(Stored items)
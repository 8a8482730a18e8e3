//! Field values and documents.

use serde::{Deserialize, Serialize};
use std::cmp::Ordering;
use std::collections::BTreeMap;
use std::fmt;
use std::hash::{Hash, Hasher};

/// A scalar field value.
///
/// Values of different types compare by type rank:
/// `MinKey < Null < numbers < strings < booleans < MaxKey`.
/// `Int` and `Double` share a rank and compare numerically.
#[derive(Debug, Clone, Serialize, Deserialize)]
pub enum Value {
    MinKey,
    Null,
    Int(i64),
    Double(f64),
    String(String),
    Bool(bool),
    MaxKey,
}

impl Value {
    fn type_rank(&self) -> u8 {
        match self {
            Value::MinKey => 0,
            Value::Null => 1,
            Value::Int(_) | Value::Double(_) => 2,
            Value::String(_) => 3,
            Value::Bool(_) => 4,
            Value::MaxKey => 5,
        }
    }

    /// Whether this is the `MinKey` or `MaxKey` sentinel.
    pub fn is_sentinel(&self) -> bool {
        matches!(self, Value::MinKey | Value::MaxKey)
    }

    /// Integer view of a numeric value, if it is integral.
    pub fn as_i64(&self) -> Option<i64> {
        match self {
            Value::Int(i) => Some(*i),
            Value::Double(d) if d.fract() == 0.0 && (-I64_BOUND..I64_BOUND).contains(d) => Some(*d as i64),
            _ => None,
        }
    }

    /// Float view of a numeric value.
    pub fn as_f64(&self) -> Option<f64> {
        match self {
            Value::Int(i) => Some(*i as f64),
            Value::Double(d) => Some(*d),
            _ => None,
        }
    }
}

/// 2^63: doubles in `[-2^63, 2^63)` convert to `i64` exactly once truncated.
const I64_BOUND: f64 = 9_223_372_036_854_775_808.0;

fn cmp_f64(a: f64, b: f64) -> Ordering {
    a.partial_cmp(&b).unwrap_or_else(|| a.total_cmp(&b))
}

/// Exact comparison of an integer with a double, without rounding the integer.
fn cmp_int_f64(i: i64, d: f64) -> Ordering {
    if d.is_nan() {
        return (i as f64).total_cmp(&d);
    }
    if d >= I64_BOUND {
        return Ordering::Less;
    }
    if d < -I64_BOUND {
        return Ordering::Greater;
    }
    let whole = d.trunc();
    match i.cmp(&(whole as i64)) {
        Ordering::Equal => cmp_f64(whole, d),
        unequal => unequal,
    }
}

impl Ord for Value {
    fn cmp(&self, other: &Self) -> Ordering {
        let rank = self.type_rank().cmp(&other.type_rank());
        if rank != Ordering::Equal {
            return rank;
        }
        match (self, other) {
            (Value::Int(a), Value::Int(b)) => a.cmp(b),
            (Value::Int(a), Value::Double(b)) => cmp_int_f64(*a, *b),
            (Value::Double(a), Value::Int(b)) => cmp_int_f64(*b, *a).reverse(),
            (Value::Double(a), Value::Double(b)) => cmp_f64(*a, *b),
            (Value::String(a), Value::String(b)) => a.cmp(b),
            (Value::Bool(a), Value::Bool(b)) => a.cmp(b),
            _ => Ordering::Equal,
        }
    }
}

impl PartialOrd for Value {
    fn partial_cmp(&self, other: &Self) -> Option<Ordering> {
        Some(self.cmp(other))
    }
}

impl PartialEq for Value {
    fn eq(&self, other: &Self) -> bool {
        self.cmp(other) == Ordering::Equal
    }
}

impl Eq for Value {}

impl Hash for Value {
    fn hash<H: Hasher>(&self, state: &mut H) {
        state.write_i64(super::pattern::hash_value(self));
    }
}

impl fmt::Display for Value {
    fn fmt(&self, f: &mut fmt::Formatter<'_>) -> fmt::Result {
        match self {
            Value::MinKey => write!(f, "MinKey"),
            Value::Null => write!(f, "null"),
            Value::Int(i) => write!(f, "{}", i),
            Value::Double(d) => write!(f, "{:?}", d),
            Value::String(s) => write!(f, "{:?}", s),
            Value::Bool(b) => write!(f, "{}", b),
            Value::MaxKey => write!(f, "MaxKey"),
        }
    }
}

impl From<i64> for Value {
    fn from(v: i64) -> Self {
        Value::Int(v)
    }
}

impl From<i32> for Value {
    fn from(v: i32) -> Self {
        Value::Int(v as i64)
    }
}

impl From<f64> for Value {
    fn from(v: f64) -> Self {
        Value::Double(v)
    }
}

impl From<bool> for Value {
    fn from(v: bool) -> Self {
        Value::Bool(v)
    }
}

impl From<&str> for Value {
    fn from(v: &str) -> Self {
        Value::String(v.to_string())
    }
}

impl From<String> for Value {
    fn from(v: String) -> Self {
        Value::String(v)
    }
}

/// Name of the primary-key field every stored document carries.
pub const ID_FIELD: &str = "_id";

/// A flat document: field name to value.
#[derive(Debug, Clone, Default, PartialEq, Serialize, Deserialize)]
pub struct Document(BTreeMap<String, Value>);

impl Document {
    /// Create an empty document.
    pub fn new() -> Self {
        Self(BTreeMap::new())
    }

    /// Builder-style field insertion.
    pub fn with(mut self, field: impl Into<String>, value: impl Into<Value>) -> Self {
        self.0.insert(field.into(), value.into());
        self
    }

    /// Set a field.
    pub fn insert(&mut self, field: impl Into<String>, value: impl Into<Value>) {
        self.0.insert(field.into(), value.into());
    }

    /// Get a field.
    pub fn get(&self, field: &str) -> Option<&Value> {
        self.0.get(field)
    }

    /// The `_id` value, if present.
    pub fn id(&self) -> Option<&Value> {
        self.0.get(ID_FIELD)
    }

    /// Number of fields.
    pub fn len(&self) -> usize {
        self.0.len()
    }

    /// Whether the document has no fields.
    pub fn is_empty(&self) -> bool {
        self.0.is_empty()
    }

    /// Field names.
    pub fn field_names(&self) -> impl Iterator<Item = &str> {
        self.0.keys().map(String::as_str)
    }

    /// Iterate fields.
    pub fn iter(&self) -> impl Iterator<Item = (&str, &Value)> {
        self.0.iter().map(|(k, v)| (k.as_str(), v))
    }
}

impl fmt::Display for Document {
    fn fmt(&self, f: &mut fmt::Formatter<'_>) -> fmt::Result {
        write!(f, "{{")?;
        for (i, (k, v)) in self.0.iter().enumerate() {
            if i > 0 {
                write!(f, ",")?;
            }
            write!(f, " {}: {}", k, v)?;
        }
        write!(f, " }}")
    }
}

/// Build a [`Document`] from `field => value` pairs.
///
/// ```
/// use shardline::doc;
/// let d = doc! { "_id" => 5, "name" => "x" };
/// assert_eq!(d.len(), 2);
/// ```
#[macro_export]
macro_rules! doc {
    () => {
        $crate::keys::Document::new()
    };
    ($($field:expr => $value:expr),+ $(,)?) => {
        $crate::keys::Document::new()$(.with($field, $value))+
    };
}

- WORK ITEM
Each line of the data should be transcribed exactly.

- ANSWER BOX
repository 8a8482730a18e8e3
//! Field values and documents.

use serde::{Deserialize, Serialize};
use std::cmp::Ordering;
use std::collections::BTreeMap;
use std::fmt;
use std::hash::{Hash, Hasher};

/// A scalar field value.
///
/// Values of different types compare by type rank:
/// `MinKey < Null < numbers < strings < booleans < MaxKey`.
/// `Int` and `Double` share a rank and compare numerically.
#[derive(Debug, Clone, Serialize, Deserialize)]
pub enum Value {
    MinKey,
    Null,
    Int(i64),
    Double(f64),
    String(String),
    Bool(bool),
    MaxKey,
}

impl Value {
    fn type_rank(&self) -> u8 {
        match self {
            Value::MinKey => 0,
            Value::Null => 1,
            Value::Int(_) | Value::Double(_) => 2,
            Value::String(_) => 3,
            Value::Bool(_) => 4,
            Value::MaxKey => 5,
        }
    }

    /// Whether this is the `MinKey` or `MaxKey` sentinel.
    pub fn is_sentinel(&self) -> bool {
        matches!(self, Value::MinKey | Value::MaxKey)
    }

    /// Integer view of a numeric value, if it is integral.
    pub fn as_i64(&self) -> Option<i64> {
        match self {
            Value::Int(i) => Some(*i),
            Value::Double(d) if d.fract() == 0.0 && (-I64_BOUND..I64_BOUND).contains(d) => Some(*d as i64),
            _ => None,
        }
    }

    /// Float view of a numeric value.
    pub fn as_f64(&self) -> Option<f64> {
        match self {
            Value::Int(i) => Some(*i as f64),
            Value::Double(d) => Some(*d),
            _ => None,
        }
    }
}

/// 2^63: doubles in `[-2^63, 2^63)` convert to `i64` exactly once truncated.
const I64_BOUND: f64 = 9_223_372_036_854_775_808.0;

fn cmp_f64(a: f64, b: f64) -> Ordering {
    a.partial_cmp(&b).unwrap_or_else(|| a.total_cmp(&b))
}

/// Exact comparison of an integer with a double, without rounding the integer.
fn cmp_int_f64(i: i64, d: f64) -> Ordering {
    if d.is_nan() {
        return (i as f64).total_cmp(&d);
    }
    if d >= I64_BOUND {
        return Ordering::Less;
    }
    if d < -I64_BOUND {
        return Ordering::Greater;
    }
    let whole = d.trunc();
    match i.cmp(&(whole as i64)) {
        Ordering::Equal => cmp_f64(whole, d),
        unequal => unequal,
    }
}

impl Ord for Value {
    fn cmp(&self, other: &Self) -> Ordering {
        let rank = self.type_rank().cmp(&other.type_rank());
        if rank != Ordering::Equal {
            return rank;
        }
        match (self, other) {
            (Value::Int(a), Value::Int(b)) => a.cmp(b),
            (Value::Int(a), Value::Double(b)) => cmp_int_f64(*a, *b),
            (Value::Double(a), Value::Int(b)) => cmp_int_f64(*b, *a).reverse(),
            (Value::Double(a), Value::Double(b)) => cmp_f64(*a, *b),
            (Value::String(a), Value::String(b)) => a.cmp(b),
            (Value::Bool(a), Value::Bool(b)) => a.cmp(b),
            _ => Ordering::Equal,
        }
    }
}

impl PartialOrd for Value {
    fn partial_cmp(&self, other: &Self) -> Option<Ordering> {
        Some(self.cmp(other))
    }
}

impl PartialEq for Value {
    fn eq(&self, other: &Self) -> bool {
        self.cmp(other) == Ordering::Equal
    }
}

impl Eq for Value {}

impl Hash for Value {
    fn hash<H: Hasher>(&self, state: &mut H) {
        state.write_i64(super::pattern::hash_value(self));
    }
}

impl fmt::Display for Value {
    fn fmt(&self, f: &mut fmt::Formatter<'_>) -> fmt::Result {
        match self {
            Value::MinKey => write!(f, "MinKey"),
            Value::Null => write!(f, "null"),
            Value::Int(i) => write!(f, "{}", i),
            Value::Double(d) => write!(f, "{:?}", d),
            Value::String(s) => write!(f, "{:?}", s),
            Value::Bool(b) => write!(f, "{}", b),
            Value::MaxKey => write!(f, "MaxKey"),
        }
    }
}

impl From<i64> for Value {
    fn from(v: i64) -> Self {
        Value::Int(v)
    }
}

impl From<i32> for Value {
    fn from(v: i32) -> Self {
        Value::Int(v as i64)
    }
}

impl From<f64> for Value {
    fn from(v: f64) -> Self {
        Value::Double(v)
    }
}

impl From<bool> for Value {
    fn from(v: bool) -> Self {
        Value::Bool(v)
    }
}

impl From<&str> for Value {
    fn from(v: &str) -> Self {
        Value::String(v.to_string())
    }
}

impl From<String> for Value {
    fn from(v: String) -> Self {
        Value::String(v)
    }
}

/// Name of the primary-key field every stored document carries.
pub const ID_FIELD: &str = "_id";

/// A flat document: field name to value.
#[derive(Debug, Clone, Default, PartialEq, Serialize, Deserialize)]
pub struct Document(BTreeMap<String, Value>);

impl Document {
    /// Create an empty document.
    pub fn new() -> Self {
        Self(BTreeMap::new())
    }

    /// Builder-style field insertion.
    pub fn with(mut self, field: impl Into<String>, value: impl Into<Value>) -> Self {
        self.0.insert(field.into(), value.into());
        self
    }

    /// Set a field.
    pub fn insert(&mut self, field: impl Into<String>, value: impl Into<Value>) {
        self.0.insert(field.into(), value.into());
    }

    /// Get a field.
    pub fn get(&self, field: &str) -> Option<&Value> {
        self.0.get(field)
    }

    /// The `_id` value, if present.
    pub fn id(&self) -> Option<&Value> {
        self.0.get(ID_FIELD)
    }

    /// Number of fields.
    pub fn len(&self) -> usize {
        self.0.len()
    }

    /// Whether the document has no fields.
    pub fn is_empty(&self) -> bool {
        self.0.is_empty()
    }

    /// Field names.
    pub fn field_names(&self) -> impl Iterator<Item = &str> {
        self.0.keys().map(String::as_str)
    }

    /// Iterate fields.
    pub fn iter(&self) -> impl Iterator<Item = (&str, &Value)> {
        self.0.iter().map(|(k, v)| (k.as_str(), v))
    }
}

impl fmt::Display for Document {
    fn fmt(&self, f: &mut fmt::Formatter<'_>) -> fmt::Result {
        write!(f, "{{")?;
        for (i, (k, v)) in self.0.iter().enumerate() {
            if i > 0 {
                write!(f, ",")?;
            }
            write!(f, " {}: {}", k, v)?;
        }
        write!(f, " }}")
    }
}

/// Build a [`Document`] from `field => value` pairs.
///
/// ```
/// use shardline::doc;
/// let d = doc! { "_id" => 5, "name" => "x" };
/// assert_eq!(d.len(), 2);
/// ```
#[macro_export]
macro_rules! doc {
    () => {
        $crate::keys::Document::new()
    };
    ($($field:expr => $value:expr),+ $(,)?) => {
        $crate::keys::Document::new()$(.with($field, $value))+
    };
}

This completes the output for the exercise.